### What this task involves
The expected output is the first line of the data below and every line after it, up to and including the line containing "- keeping at", each reproduced exactly.

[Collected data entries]
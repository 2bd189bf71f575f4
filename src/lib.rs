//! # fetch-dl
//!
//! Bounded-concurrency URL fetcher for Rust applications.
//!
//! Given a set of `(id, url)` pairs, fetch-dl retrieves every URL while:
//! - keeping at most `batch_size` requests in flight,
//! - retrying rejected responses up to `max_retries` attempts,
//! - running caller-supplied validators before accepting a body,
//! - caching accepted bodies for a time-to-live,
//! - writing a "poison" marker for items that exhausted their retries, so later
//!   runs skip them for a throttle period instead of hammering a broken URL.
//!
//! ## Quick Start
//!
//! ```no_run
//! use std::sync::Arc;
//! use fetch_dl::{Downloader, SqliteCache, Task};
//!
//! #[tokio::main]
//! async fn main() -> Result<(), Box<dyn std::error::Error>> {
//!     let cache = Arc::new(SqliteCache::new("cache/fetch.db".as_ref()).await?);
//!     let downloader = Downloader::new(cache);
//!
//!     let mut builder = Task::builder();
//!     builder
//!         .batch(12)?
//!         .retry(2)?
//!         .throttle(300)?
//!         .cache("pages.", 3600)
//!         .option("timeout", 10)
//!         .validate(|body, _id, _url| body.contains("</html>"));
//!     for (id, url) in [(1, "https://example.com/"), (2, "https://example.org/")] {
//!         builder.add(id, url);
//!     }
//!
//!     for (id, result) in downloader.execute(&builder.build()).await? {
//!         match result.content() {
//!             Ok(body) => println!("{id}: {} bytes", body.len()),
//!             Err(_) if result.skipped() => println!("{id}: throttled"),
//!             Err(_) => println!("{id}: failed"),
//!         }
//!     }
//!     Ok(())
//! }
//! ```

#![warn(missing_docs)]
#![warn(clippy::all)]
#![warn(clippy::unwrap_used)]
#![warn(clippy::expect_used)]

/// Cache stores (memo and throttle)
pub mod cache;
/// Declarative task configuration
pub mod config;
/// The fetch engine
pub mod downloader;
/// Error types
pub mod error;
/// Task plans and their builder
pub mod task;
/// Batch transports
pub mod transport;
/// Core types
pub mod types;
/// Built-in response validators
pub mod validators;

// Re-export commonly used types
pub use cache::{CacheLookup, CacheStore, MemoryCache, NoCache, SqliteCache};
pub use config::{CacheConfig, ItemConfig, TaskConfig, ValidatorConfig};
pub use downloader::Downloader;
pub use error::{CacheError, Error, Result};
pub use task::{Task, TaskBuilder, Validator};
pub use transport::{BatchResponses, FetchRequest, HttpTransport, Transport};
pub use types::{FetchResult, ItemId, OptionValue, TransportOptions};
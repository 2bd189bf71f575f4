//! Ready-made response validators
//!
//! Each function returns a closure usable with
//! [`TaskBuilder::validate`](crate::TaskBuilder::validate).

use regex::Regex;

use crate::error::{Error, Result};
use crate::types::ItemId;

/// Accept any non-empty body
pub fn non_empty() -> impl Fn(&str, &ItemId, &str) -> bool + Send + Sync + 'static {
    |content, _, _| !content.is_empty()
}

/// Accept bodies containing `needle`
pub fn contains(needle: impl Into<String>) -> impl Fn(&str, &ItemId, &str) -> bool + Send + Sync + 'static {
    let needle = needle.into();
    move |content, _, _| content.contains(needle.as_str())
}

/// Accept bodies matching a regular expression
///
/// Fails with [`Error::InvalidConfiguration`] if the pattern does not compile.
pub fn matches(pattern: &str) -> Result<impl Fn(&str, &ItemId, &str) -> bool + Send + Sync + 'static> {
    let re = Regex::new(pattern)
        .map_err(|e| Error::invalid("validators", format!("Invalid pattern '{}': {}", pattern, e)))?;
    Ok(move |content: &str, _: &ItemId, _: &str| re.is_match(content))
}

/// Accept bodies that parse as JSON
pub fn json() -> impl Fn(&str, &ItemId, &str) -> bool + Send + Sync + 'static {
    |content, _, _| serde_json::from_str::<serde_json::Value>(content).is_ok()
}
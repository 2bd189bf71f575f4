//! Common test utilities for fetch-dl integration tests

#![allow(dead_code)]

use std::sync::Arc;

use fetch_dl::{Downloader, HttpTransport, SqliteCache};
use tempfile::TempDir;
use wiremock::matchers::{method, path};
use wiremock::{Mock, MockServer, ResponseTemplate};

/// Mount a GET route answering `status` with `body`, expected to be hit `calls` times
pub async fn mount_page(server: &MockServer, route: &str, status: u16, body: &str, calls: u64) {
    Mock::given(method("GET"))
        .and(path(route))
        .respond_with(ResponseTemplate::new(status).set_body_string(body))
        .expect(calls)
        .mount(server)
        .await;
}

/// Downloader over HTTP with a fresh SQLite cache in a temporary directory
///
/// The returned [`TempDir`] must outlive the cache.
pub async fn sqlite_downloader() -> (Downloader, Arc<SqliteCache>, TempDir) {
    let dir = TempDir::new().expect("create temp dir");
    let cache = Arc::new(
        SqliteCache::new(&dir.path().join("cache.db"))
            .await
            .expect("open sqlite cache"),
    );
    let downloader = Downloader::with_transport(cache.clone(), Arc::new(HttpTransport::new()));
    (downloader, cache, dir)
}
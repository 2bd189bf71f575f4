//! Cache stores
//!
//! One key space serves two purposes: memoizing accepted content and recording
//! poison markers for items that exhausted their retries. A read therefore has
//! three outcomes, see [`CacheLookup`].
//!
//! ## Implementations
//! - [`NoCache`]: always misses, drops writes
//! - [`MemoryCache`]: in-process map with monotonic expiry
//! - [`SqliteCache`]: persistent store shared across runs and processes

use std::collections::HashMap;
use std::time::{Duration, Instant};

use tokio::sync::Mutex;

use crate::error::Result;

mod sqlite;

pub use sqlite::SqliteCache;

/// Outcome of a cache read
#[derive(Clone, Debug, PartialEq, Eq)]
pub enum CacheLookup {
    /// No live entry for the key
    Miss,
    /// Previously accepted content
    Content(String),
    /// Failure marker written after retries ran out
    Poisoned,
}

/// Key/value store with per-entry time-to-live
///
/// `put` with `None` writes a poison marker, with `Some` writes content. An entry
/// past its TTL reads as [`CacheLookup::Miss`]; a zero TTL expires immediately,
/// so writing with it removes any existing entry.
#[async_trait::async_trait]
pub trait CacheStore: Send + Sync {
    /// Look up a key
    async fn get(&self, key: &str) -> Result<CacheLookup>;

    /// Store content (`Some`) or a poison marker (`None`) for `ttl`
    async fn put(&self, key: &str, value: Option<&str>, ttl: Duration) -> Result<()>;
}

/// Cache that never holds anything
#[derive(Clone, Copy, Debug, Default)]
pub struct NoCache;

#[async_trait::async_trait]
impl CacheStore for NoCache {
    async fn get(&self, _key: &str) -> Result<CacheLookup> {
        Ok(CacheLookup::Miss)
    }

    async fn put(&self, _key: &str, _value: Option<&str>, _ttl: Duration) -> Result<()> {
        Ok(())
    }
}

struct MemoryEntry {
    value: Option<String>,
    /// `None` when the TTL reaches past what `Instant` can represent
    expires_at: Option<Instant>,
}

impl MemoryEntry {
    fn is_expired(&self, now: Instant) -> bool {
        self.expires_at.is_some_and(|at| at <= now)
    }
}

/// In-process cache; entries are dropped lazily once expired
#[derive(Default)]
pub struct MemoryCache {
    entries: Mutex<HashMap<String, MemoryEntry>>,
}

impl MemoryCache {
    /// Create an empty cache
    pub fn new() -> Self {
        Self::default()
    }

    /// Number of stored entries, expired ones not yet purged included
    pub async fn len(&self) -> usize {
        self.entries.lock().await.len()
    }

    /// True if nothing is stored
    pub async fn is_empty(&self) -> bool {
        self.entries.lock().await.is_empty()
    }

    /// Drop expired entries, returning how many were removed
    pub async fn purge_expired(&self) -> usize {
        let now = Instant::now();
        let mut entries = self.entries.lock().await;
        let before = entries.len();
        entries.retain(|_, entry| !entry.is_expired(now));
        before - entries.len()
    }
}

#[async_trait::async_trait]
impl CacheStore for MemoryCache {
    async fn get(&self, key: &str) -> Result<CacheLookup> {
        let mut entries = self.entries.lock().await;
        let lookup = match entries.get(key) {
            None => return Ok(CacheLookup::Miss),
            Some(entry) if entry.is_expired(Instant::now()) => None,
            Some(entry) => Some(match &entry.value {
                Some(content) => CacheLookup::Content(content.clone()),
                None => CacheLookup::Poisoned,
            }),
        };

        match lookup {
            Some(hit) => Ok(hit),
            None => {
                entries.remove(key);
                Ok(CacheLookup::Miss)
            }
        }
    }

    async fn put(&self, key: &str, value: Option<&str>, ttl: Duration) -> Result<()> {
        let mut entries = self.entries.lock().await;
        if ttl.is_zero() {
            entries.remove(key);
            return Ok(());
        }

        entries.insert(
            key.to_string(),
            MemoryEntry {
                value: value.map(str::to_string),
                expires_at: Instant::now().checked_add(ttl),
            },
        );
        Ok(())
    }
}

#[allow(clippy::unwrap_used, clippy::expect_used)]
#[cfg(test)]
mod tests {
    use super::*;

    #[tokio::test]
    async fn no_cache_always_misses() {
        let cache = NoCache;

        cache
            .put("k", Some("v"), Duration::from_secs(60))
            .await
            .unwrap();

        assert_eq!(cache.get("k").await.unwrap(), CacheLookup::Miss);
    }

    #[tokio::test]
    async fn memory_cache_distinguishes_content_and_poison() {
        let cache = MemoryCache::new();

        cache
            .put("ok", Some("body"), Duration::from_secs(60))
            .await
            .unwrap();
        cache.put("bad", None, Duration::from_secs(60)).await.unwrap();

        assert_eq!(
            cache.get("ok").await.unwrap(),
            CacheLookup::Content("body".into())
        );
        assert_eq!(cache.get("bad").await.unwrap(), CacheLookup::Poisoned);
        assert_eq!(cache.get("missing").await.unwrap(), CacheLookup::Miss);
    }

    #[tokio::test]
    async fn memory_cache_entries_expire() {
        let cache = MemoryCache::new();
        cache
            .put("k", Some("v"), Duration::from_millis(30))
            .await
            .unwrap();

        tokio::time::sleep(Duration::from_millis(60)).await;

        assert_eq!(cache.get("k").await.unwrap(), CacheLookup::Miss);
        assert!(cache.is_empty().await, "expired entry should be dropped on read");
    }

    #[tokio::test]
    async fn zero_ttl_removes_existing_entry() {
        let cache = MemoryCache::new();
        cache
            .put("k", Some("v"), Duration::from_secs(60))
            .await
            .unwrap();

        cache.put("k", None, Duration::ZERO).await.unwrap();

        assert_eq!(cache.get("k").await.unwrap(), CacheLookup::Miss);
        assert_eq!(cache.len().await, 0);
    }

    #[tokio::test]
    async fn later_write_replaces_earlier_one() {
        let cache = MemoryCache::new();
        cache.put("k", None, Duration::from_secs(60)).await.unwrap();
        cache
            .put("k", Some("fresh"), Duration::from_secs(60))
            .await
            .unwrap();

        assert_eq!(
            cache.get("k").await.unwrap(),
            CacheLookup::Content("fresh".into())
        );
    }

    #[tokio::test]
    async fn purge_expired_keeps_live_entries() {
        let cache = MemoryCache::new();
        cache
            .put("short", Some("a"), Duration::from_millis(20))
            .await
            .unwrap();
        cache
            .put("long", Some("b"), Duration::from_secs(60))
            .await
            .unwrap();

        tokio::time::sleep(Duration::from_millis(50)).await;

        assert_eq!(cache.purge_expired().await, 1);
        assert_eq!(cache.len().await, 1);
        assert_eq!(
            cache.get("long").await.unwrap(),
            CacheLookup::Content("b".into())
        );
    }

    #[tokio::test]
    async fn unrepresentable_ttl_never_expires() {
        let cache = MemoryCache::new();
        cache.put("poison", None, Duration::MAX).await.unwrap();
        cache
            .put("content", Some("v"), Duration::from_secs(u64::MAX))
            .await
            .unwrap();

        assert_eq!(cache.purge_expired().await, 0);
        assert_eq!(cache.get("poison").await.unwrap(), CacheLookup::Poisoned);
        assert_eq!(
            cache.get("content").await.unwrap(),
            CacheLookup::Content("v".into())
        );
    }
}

### Output of the task
repository 2bd189bf71f575f4
filename src/lib.rs
//! # fetch-dl
//!
//! Bounded-concurrency URL fetcher for Rust applications.
//!
//! Given a set of `(id, url)` pairs, fetch-dl retrieves every URL while:
//! - keeping at most `batch_size` requests in flight,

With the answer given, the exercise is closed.